[Stored data entries]
--

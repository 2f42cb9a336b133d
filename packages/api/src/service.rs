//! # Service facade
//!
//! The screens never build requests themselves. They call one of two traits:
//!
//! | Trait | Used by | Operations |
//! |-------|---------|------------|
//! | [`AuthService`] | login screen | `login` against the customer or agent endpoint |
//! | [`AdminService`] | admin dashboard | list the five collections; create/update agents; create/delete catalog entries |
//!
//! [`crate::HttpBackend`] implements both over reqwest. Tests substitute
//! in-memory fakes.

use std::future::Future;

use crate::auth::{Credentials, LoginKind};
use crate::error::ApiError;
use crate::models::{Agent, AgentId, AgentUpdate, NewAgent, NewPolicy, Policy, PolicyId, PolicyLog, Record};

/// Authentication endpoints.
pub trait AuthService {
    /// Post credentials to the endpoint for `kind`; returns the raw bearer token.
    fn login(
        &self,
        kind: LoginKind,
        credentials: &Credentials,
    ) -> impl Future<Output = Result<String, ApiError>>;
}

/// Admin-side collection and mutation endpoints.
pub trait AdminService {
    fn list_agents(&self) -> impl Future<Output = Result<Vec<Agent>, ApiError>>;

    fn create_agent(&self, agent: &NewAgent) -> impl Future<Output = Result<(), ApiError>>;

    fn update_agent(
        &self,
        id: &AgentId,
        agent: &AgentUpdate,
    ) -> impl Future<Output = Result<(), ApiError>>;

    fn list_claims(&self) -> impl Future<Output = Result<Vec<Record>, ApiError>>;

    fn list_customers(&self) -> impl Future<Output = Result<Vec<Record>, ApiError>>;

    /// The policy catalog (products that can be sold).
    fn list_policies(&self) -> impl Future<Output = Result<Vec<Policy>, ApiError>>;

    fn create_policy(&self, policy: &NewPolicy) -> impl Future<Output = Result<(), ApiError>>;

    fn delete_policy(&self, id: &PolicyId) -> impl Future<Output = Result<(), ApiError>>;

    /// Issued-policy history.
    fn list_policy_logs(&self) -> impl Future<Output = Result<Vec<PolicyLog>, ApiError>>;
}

--

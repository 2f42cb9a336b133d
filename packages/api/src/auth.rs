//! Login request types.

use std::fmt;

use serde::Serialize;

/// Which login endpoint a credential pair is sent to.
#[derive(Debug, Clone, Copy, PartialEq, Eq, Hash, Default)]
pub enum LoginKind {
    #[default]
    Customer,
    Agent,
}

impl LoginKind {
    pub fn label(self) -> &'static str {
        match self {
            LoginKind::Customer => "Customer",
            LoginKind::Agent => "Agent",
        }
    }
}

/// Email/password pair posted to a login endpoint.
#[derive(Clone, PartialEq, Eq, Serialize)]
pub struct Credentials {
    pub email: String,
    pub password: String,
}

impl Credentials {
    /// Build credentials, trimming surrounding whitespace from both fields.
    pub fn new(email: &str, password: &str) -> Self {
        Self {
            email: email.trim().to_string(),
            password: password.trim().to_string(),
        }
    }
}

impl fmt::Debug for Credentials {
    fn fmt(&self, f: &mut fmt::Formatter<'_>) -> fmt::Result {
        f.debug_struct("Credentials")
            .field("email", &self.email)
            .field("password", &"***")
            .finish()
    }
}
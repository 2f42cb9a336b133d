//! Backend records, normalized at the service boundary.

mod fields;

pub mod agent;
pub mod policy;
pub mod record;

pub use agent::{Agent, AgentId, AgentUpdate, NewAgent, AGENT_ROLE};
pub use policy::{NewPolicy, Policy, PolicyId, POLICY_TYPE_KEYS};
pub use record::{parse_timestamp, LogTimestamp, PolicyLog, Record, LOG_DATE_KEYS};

--

## Exercise details
What lines of the data contain the string "NewPolicy"? List them.

## Task output
use crate::models::{Agent, AgentId, AgentUpdate, NewAgent, NewPolicy, Policy, PolicyId, PolicyLog, Record};
    fn create_policy(&self, policy: &NewPolicy) -> impl Future<Output = Result<(), ApiError>>;
pub use policy::{NewPolicy, Policy, PolicyId, POLICY_TYPE_KEYS};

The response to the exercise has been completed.